Registro de Eduardo Viveiros de Castro

Pássaros Azuis cantem minha Memória —a poesia contemporânea em línguas originárias da Centro-América nasce a partir das séries Xochitlajtoli e Brasiliana/Guaraní idealizadas pelo curador Martín Tonalmeyotl para a Philos e Círculo de Poesía; em que se publicam escritores de diferentes línguas originárias das Américas Central, do Norte e do Sul. Todos os participantes desta série são homens e mulheres voluntários, alguns de reconhecida trajetória, e outros muito jovens que estão propondo novas temáticas e quebrando os estigmas sobre a poesia indígena na contemporaneidade.
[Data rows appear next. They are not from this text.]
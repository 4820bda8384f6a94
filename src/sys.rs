//! Raw V4L2 calls the `v4l` crate does not expose in a controllable form:
//! buffer queue management, memory mapping, polling and controls.
//!
//! All `unsafe` in the crate lives here.
#![allow(unsafe_code)]

use std::ffi::c_void;
use std::io;
use std::mem;
use std::os::fd::RawFd;
use std::ptr::{self, NonNull};
use std::slice;
use std::time::Duration;

use log::warn;
use v4l::buffer::Type;
use v4l::memory::Memory;
use v4l::v4l2::{self, vidioc};
use v4l::v4l_sys;

use crate::controls::{control_class, ControlDescriptor, ControlFlags, ControlKind};
use crate::error::{CameraError, Result};
use crate::traits::{DequeuedBuffer, MappedRegion};

/// Flag asking the driver for the first control after the given id.
const NEXT_CTRL: u32 = 0x8000_0000;

const CAPTURE: u32 = Type::VideoCapture as u32;
const MMAP: u32 = Memory::Mmap as u32;

/// `ioctl` that restarts when interrupted by a signal.
fn xioctl<T>(fd: RawFd, request: vidioc::_IOC_TYPE, arg: &mut T) -> io::Result<()> {
    loop {
        // SAFETY: `arg` is the struct type the request expects and outlives the call.
        let res = unsafe { v4l2::ioctl(fd, request, ptr::from_mut(arg).cast::<c_void>()) };
        match res {
            Err(err) if err.kind() == io::ErrorKind::Interrupted => continue,
            other => return other,
        }
    }
}

fn capture_buffer(index: u32) -> v4l_sys::v4l2_buffer {
    v4l_sys::v4l2_buffer {
        index,
        type_: CAPTURE,
        memory: MMAP,
        // SAFETY: all-zero is a valid bit pattern for this plain C struct.
        ..unsafe { mem::zeroed() }
    }
}

/// `VIDIOC_REQBUFS`: ask for `count` mmap buffers, returns the granted count.
pub fn request_buffers(fd: RawFd, count: u32) -> Result<u32> {
    let mut req = v4l_sys::v4l2_requestbuffers {
        count,
        type_: CAPTURE,
        memory: MMAP,
        // SAFETY: all-zero is a valid bit pattern for this plain C struct.
        ..unsafe { mem::zeroed() }
    };
    xioctl(fd, vidioc::VIDIOC_REQBUFS, &mut req).map_err(CameraError::io("VIDIOC_REQBUFS"))?;
    Ok(req.count)
}

/// `VIDIOC_QUERYBUF` followed by `mmap` of the reported region.
pub fn map_buffer(fd: RawFd, index: u32) -> Result<MmapRegion> {
    let mut buf = capture_buffer(index);
    xioctl(fd, vidioc::VIDIOC_QUERYBUF, &mut buf).map_err(CameraError::io("VIDIOC_QUERYBUF"))?;

    // SAFETY: the driver fills `m.offset` for mmap buffers.
    let offset = unsafe { buf.m.offset };
    let len = buf.length as usize;
    let offset = libc::off_t::try_from(offset).map_err(|_| {
        CameraError::BufferAlloc(format!("buffer {index} offset {offset} out of range"))
    })?;

    // SAFETY: a fresh shared mapping of a driver buffer; the result is checked.
    let addr = unsafe {
        libc::mmap(
            ptr::null_mut(),
            len,
            libc::PROT_READ | libc::PROT_WRITE,
            libc::MAP_SHARED,
            fd,
            offset,
        )
    };
    if addr == libc::MAP_FAILED {
        return Err(CameraError::io("mmap")(io::Error::last_os_error()));
    }
    let ptr = NonNull::new(addr.cast::<u8>())
        .ok_or_else(|| CameraError::BufferAlloc(format!("buffer {index} mapped at null")))?;

    Ok(MmapRegion { ptr, len })
}

/// `VIDIOC_QBUF`.
pub fn queue_buffer(fd: RawFd, index: u32) -> Result<()> {
    let mut buf = capture_buffer(index);
    xioctl(fd, vidioc::VIDIOC_QBUF, &mut buf).map_err(CameraError::io("VIDIOC_QBUF"))
}

/// `VIDIOC_DQBUF`. `WouldBlock` means no buffer is filled yet.
pub fn dequeue_buffer(fd: RawFd) -> io::Result<DequeuedBuffer> {
    let mut buf = capture_buffer(0);
    xioctl(fd, vidioc::VIDIOC_DQBUF, &mut buf)?;

    let secs = u64::try_from(buf.timestamp.tv_sec).unwrap_or(0);
    let micros = u64::try_from(buf.timestamp.tv_usec).unwrap_or(0);

    Ok(DequeuedBuffer {
        index: buf.index,
        bytes_used: buf.bytesused,
        sequence: buf.sequence,
        timestamp: Duration::from_secs(secs) + Duration::from_micros(micros),
    })
}

/// `VIDIOC_STREAMON`.
pub fn stream_on(fd: RawFd) -> Result<()> {
    let mut kind = CAPTURE;
    xioctl(fd, vidioc::VIDIOC_STREAMON, &mut kind).map_err(CameraError::io("VIDIOC_STREAMON"))
}

/// `VIDIOC_STREAMOFF`.
pub fn stream_off(fd: RawFd) -> Result<()> {
    let mut kind = CAPTURE;
    xioctl(fd, vidioc::VIDIOC_STREAMOFF, &mut kind).map_err(CameraError::io("VIDIOC_STREAMOFF"))
}

/// Wait until `fd` is readable. Returns `false` on timeout; `None` waits forever.
pub fn poll_readable(fd: RawFd, timeout: Option<Duration>) -> Result<bool> {
    let timeout_ms = timeout.map_or(-1, |t| i32::try_from(t.as_millis()).unwrap_or(i32::MAX));
    let mut pfd = libc::pollfd {
        fd,
        events: libc::POLLIN,
        revents: 0,
    };

    loop {
        // SAFETY: a single valid pollfd.
        let res = unsafe { libc::poll(&mut pfd, 1, timeout_ms) };
        if res >= 0 {
            return Ok(res > 0);
        }
        let err = io::Error::last_os_error();
        if err.kind() != io::ErrorKind::Interrupted {
            return Err(CameraError::io("poll")(err));
        }
    }
}

/// One `read(2)` into `dest`, restarted on signal interruption.
pub fn read(fd: RawFd, dest: &mut [u8]) -> io::Result<usize> {
    loop {
        // SAFETY: `dest` is valid for writes of `dest.len()` bytes.
        let res = unsafe { libc::read(fd, dest.as_mut_ptr().cast::<c_void>(), dest.len()) };
        if let Ok(n) = usize::try_from(res) {
            return Ok(n);
        }
        let err = io::Error::last_os_error();
        if err.kind() != io::ErrorKind::Interrupted {
            return Err(err);
        }
    }
}

/// Monotonic clock reading, the clock capture timestamps are taken from.
pub fn monotonic_now() -> Duration {
    // SAFETY: all-zero is a valid timespec.
    let mut ts: libc::timespec = unsafe { mem::zeroed() };
    // SAFETY: `ts` is a valid out pointer.
    if unsafe { libc::clock_gettime(libc::CLOCK_MONOTONIC, &mut ts) } != 0 {
        return Duration::ZERO;
    }
    let secs = u64::try_from(ts.tv_sec).unwrap_or(0);
    let nanos = u32::try_from(ts.tv_nsec).unwrap_or(0);
    Duration::new(secs, nanos)
}

/// `VIDIOC_QUERYCTRL` with the next-control flag. `None` once the list ends.
pub fn next_control(fd: RawFd, after: u32) -> Result<Option<ControlDescriptor>> {
    let mut query = v4l_sys::v4l2_queryctrl {
        id: after | NEXT_CTRL,
        // SAFETY: all-zero is a valid bit pattern for this plain C struct.
        ..unsafe { mem::zeroed() }
    };
    match xioctl(fd, vidioc::VIDIOC_QUERYCTRL, &mut query) {
        Ok(()) => {}
        Err(err) if err.raw_os_error() == Some(libc::EINVAL) => return Ok(None),
        Err(err) => return Err(CameraError::io("VIDIOC_QUERYCTRL")(err)),
    }

    let name_len = query.name.iter().position(|&b| b == 0).unwrap_or(query.name.len());
    let name = String::from_utf8_lossy(query.name.get(..name_len).unwrap_or_default()).into_owned();

    Ok(Some(ControlDescriptor {
        id: query.id,
        name,
        kind: ControlKind::from_raw(query.type_),
        minimum: query.minimum,
        maximum: query.maximum,
        step: query.step,
        default: query.default_value,
        flags: ControlFlags(query.flags),
    }))
}

/// `VIDIOC_G_CTRL`.
pub fn control(fd: RawFd, id: u32) -> Result<i32> {
    let mut ctrl = v4l_sys::v4l2_control { id, value: 0 };
    xioctl(fd, vidioc::VIDIOC_G_CTRL, &mut ctrl).map_err(CameraError::io("VIDIOC_G_CTRL"))?;
    Ok(ctrl.value)
}

/// `VIDIOC_S_CTRL`.
pub fn set_control(fd: RawFd, id: u32, value: i32) -> Result<()> {
    let mut ctrl = v4l_sys::v4l2_control { id, value };
    xioctl(fd, vidioc::VIDIOC_S_CTRL, &mut ctrl).map_err(CameraError::io("VIDIOC_S_CTRL"))
}

/// `VIDIOC_G_EXT_CTRLS` for a single control.
pub fn ext_control(fd: RawFd, id: u32) -> Result<i32> {
    let mut ctrl = ext_control_for(id, 0);
    ext_ctrls(fd, vidioc::VIDIOC_G_EXT_CTRLS, &mut ctrl)
        .map_err(CameraError::io("VIDIOC_G_EXT_CTRLS"))?;
    // SAFETY: integer controls report through `value`.
    Ok(unsafe { ctrl.__bindgen_anon_1.value })
}

/// `VIDIOC_S_EXT_CTRLS` for a single control.
pub fn set_ext_control(fd: RawFd, id: u32, value: i32) -> Result<()> {
    let mut ctrl = ext_control_for(id, value);
    ext_ctrls(fd, vidioc::VIDIOC_S_EXT_CTRLS, &mut ctrl)
        .map_err(CameraError::io("VIDIOC_S_EXT_CTRLS"))
}

fn ext_control_for(id: u32, value: i32) -> v4l_sys::v4l2_ext_control {
    // SAFETY: all-zero is a valid bit pattern for this plain C struct.
    let mut ctrl: v4l_sys::v4l2_ext_control = unsafe { mem::zeroed() };
    ctrl.id = id;
    ctrl.__bindgen_anon_1.value = value;
    ctrl
}

fn ext_ctrls(
    fd: RawFd,
    request: vidioc::_IOC_TYPE,
    ctrl: &mut v4l_sys::v4l2_ext_control,
) -> io::Result<()> {
    // SAFETY: all-zero is a valid bit pattern for this plain C struct.
    let mut ctrls: v4l_sys::v4l2_ext_controls = unsafe { mem::zeroed() };
    ctrls.__bindgen_anon_1.ctrl_class = control_class(ctrl.id);
    ctrls.count = 1;
    ctrls.controls = ptr::from_mut(ctrl);
    xioctl(fd, request, &mut ctrls)
}

/// A driver buffer mapped with `mmap`. Unmapped on drop.
#[derive(Debug)]
pub struct MmapRegion {
    ptr: NonNull<u8>,
    len: usize,
}

impl MappedRegion for MmapRegion {
    fn as_bytes(&self) -> &[u8] {
        // SAFETY: the mapping covers `len` readable bytes until drop.
        unsafe { slice::from_raw_parts(self.ptr.as_ptr(), self.len) }
    }
}

impl Drop for MmapRegion {
    fn drop(&mut self) {
        // SAFETY: unmaps exactly the region mapped in `map_buffer`.
        if unsafe { libc::munmap(self.ptr.as_ptr().cast::<c_void>(), self.len) } != 0 {
            warn!("munmap of {} bytes failed: {}", self.len, io::Error::last_os_error());
        }
    }
}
O especial é o único no âmbito da poesia indígena das Américas, continente que reúne os melhores expoentes da cultura e da palavra [poética e estética] ameríndia.

Registro de Eduardo Viveiros de Castro

E por falar em línguas, a análise da palavra Xochitlajtoli está composta por duas raízes morfológicas da língua náhuatl [na tradução, língua clara ou asteca]: xochitl ‘flor’ e tlajtoli ‘palavra’. Miguel León-Portilla, um dos maiores estudiosos do náhuatl, traduziu a palavra poesia como in xochitl, in cuicatl, que significa: ‘a flor, o canto’ ou ‘flor e canto’. Foi uma expressão usada antes da ocupação espanhola —que não só incluiu a poesia como gênero literário, mas também o pensamento nahua em toda sua extensão. Nas diferentes culturas que existem no México a poesia é definida de diferentes formas: palavra flor, palavra nuvem, palavra vida, palavra chuva ou bem como o descreve o poeta mè’phàà Hubert Matiúwàa:

No idioma mè’phàà, a poesia é nomeada de muitas maneiras, as definições dependem do contexto da palavra e ‘de quem a faz sua’; por exemplo, ajngáa xka’tsá [palavra que alegra], ajngáa dxáwua [palavra que aconselha ou palavra das estrelas], anjgáa xawíí [palavra que acorda], anjgáa tsi’yaa [palavra bela], ajngáa yáá [palavra mel], ajngáa tsíama [palavra que veio do tempo]. Não existe o conceito que abarque tudo, cada palavra em sua diferença faz o todo e cada uma delas tem sua própria estrutura poética de acordo com seu uso e seu existir na língua de cada um.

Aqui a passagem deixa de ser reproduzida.